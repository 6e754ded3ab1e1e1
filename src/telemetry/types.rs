//! Type definitions for the telemetry state machine.
//!
//! Contains the data shared between the dashboard task and the UI:
//! - `SystemState` and its parts (sensors, position, roller)
//! - Intents dispatched by the UI
//! - Channel aliases connecting the two threads
//! - Clamp ranges and default readings

use embassy_sync::blocking_mutex::raw::CriticalSectionRawMutex;
use embassy_sync::signal::Signal;

/// Number of pressure gauges on the robot.
pub const PRESSURE_COUNT: usize = 4;
/// Inclusive pressure range (PSI).
pub const PRESSURE_MIN: f64 = 0.0;
pub const PRESSURE_MAX: f64 = 500.0;
/// Inclusive range shared by all percentage/ppm sensors.
pub const SENSOR_MIN: f64 = 0.0;
pub const SENSOR_MAX: f64 = 100.0;
/// The robot may travel this far from the origin on either axis.
pub const POSITION_LIMIT: i32 = 60;
/// The pulse counter wraps at this value.
pub const PULSE_PERIOD: u8 = 100;

pub const DEFAULT_PRESSURES: [f64; PRESSURE_COUNT] = [120.0, 250.0, 380.0, 450.0];

/// Depth of the snapshot channel (dashboard task → UI).
pub const STATE_UPDATE_QUEUE_SIZE: usize = 100;
pub type StateUpdateChannel = embassy_sync::channel::Channel<CriticalSectionRawMutex, SystemState, STATE_UPDATE_QUEUE_SIZE>;
pub type StateUpdateReceiver = embassy_sync::channel::Receiver<'static, CriticalSectionRawMutex, SystemState, STATE_UPDATE_QUEUE_SIZE>;
pub type StateUpdateSender = embassy_sync::channel::Sender<'static, CriticalSectionRawMutex, SystemState, STATE_UPDATE_QUEUE_SIZE>;

/// Depth of the intent channel (UI → dashboard task). Intents are tiny and
/// handled immediately, so this only absorbs bursts of clicks.
pub const INTENT_QUEUE_SIZE: usize = 32;
pub type IntentChannel = embassy_sync::channel::Channel<CriticalSectionRawMutex, Intent, INTENT_QUEUE_SIZE>;
pub type IntentReceiver = embassy_sync::channel::Receiver<'static, CriticalSectionRawMutex, Intent, INTENT_QUEUE_SIZE>;
pub type IntentSender = embassy_sync::channel::Sender<'static, CriticalSectionRawMutex, Intent, INTENT_QUEUE_SIZE>;

/// Raised once to stop the dashboard task.
pub type ShutdownSignal = Signal<CriticalSectionRawMutex, ()>;

/// Direction of the roller motor.
#[derive(Debug, Clone, Copy, PartialEq, Eq, Default)]
pub enum Roller {
    #[default]
    Off,
    In,
    Out,
}

impl Roller {
    /// Next state on the Off → In → Out → Off ring.
    pub fn next(self) -> Self {
        match self {
            Roller::Off => Roller::In,
            Roller::In => Roller::Out,
            Roller::Out => Roller::Off,
        }
    }

    pub fn label(self) -> &'static str {
        match self {
            Roller::Off => "ROLLER: STATIC",
            Roller::In => "ROLLER: IN",
            Roller::Out => "ROLLER: OUT",
        }
    }
}

/// Movement pad direction. Screen coordinates: up decreases `y`.
#[derive(Debug, Clone, Copy, PartialEq, Eq)]
pub enum Direction {
    Up,
    Down,
    Left,
    Right,
}

impl Direction {
    /// Unit offset `(dx, dy)` for one step in this direction.
    pub fn offset(self) -> (i32, i32) {
        match self {
            Direction::Up => (0, -1),
            Direction::Down => (0, 1),
            Direction::Left => (-1, 0),
            Direction::Right => (1, 0),
        }
    }
}

/// User requests dispatched from the UI to the dashboard task.
#[derive(Debug, Clone, Copy, PartialEq, Eq)]
pub enum Intent {
    TogglePower,
    Move(Direction),
    CycleRoller,
    ToggleCompressor,
}

/// Simulated environment sensors, all in [0, 100].
#[derive(Debug, Clone, Copy, PartialEq)]
pub struct Sensors {
    /// Plastic skin turgidity (%).
    pub turgidity: f64,
    /// Air humidity (%).
    pub humidity: f64,
    /// Gas concentration (ppm).
    pub gas: f64,
}

impl Default for Sensors {
    fn default() -> Self {
        Self {
            turgidity: 85.0,
            humidity: 62.0,
            gas: 12.0,
        }
    }
}

impl Sensors {
    pub fn get(&self, kind: SensorKind) -> f64 {
        match kind {
            SensorKind::Turgidity => self.turgidity,
            SensorKind::Humidity => self.humidity,
            SensorKind::Gas => self.gas,
        }
    }
}

#[derive(Debug, Clone, Copy, PartialEq, Eq)]
pub enum SensorKind {
    Turgidity,
    Humidity,
    Gas,
}

impl SensorKind {
    pub const ALL: [SensorKind; 3] = [SensorKind::Turgidity, SensorKind::Humidity, SensorKind::Gas];

    pub fn label(self) -> &'static str {
        match self {
            SensorKind::Turgidity => "PLASTIC TURGIDITY",
            SensorKind::Humidity => "AIR HUMIDITY",
            SensorKind::Gas => "GAS SENSOR",
        }
    }

    pub fn unit(self) -> &'static str {
        match self {
            SensorKind::Turgidity | SensorKind::Humidity => "%",
            SensorKind::Gas => "ppm",
        }
    }

    /// Whether a reading is inside the healthy band for this sensor.
    ///
    /// Turgidity must stay high (> 70), humidity and gas must stay low
    /// (< 80 and < 30). Anything else is shown as an alert.
    pub fn is_nominal(self, value: f64) -> bool {
        match self {
            SensorKind::Turgidity => value > 70.0,
            SensorKind::Humidity => value < 80.0,
            SensorKind::Gas => value < 30.0,
        }
    }
}

/// Robot position on the movement grid, each axis in [-60, 60].
#[derive(Debug, Clone, Copy, PartialEq, Eq, Default)]
pub struct Position {
    pub x: i32,
    pub y: i32,
}

/// Complete dashboard state. Owned by a `StateStore`; everything else sees
/// copies.
#[derive(Debug, Clone, Copy, PartialEq)]
pub struct SystemState {
    /// Master enable. Gates every actuator and the telemetry random walk.
    pub power: bool,
    pub pressures: [f64; PRESSURE_COUNT],
    pub sensors: Sensors,
    /// Set by the (simulated) gamepad link, not by intents.
    pub controller_connected: bool,
    pub roller: Roller,
    pub compressor: bool,
    pub position: Position,
    /// Cosmetic animation counter, advanced every tick regardless of power.
    pub pulse: u8,
}

impl Default for SystemState {
    fn default() -> Self {
        Self {
            power: false,
            pressures: DEFAULT_PRESSURES,
            sensors: Sensors::default(),
            controller_connected: true,
            roller: Roller::Off,
            compressor: false,
            position: Position::default(),
            pulse: 0,
        }
    }
}

impl SystemState {
    /// Controller indicator is lit only while powered.
    pub fn controller_active(&self) -> bool {
        self.controller_connected && self.power
    }

    pub fn compressor_active(&self) -> bool {
        self.compressor && self.power
    }

    /// Roller direction as shown to the operator. Power-off keeps the stored
    /// direction but displays the roller as static.
    pub fn active_roller(&self) -> Roller {
        if self.power { self.roller } else { Roller::Off }
    }
}

#[cfg(test)]
mod tests {
    use super::*;

    #[test]
    fn roller_cycles_through_three_states() {
        assert_eq!(Roller::Off.next(), Roller::In);
        assert_eq!(Roller::In.next(), Roller::Out);
        assert_eq!(Roller::Out.next(), Roller::Off);
        assert_eq!(Roller::Off.label(), "ROLLER: STATIC");
    }

    #[test]
    fn default_state_matches_startup_readings() {
        let state = SystemState::default();
        assert!(!state.power);
        assert_eq!(state.pressures, [120.0, 250.0, 380.0, 450.0]);
        assert_eq!(state.sensors, Sensors { turgidity: 85.0, humidity: 62.0, gas: 12.0 });
        assert_eq!(state.position, Position { x: 0, y: 0 });
        assert_eq!(state.roller, Roller::Off);
        assert!(!state.compressor);
        assert!(state.controller_connected);
    }

    #[test]
    fn displayed_actuators_are_gated_by_power() {
        let mut state = SystemState {
            roller: Roller::Out,
            compressor: true,
            ..SystemState::default()
        };
        assert!(!state.controller_active());
        assert!(!state.compressor_active());
        assert_eq!(state.active_roller(), Roller::Off);

        state.power = true;
        assert!(state.controller_active());
        assert!(state.compressor_active());
        assert_eq!(state.active_roller(), Roller::Out);
    }

    #[test]
    fn sensor_health_thresholds() {
        assert!(SensorKind::Turgidity.is_nominal(85.0));
        assert!(!SensorKind::Turgidity.is_nominal(70.0));
        assert!(SensorKind::Humidity.is_nominal(79.9));
        assert!(!SensorKind::Humidity.is_nominal(80.0));
        assert!(SensorKind::Gas.is_nominal(12.0));
        assert!(!SensorKind::Gas.is_nominal(30.0));
    }

    #[test]
    fn startup_sensors_are_all_nominal() {
        let sensors = Sensors::default();
        for kind in SensorKind::ALL {
            assert!(kind.is_nominal(sensors.get(kind)), "{} should start nominal", kind.label());
        }
    }
}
-*-
Only certain lines are wanted. Please return exactly those from the top of the data through the line with "use embassy_sync::blocking_mutex::raw::CriticalSectionRawMutex;".

**Result of the exercise:**
repository 6e754ded3ab1e1e1
filename src/telemetry/types.rs
//! Type definitions for the telemetry state machine.
//!
//! Contains the data shared between the dashboard task and the UI:
//! - `SystemState` and its parts (sensors, position, roller)
//! - Intents dispatched by the UI
//! - Channel aliases connecting the two threads
//! - Clamp ranges and default readings

use embassy_sync::blocking_mutex::raw::CriticalSectionRawMutex;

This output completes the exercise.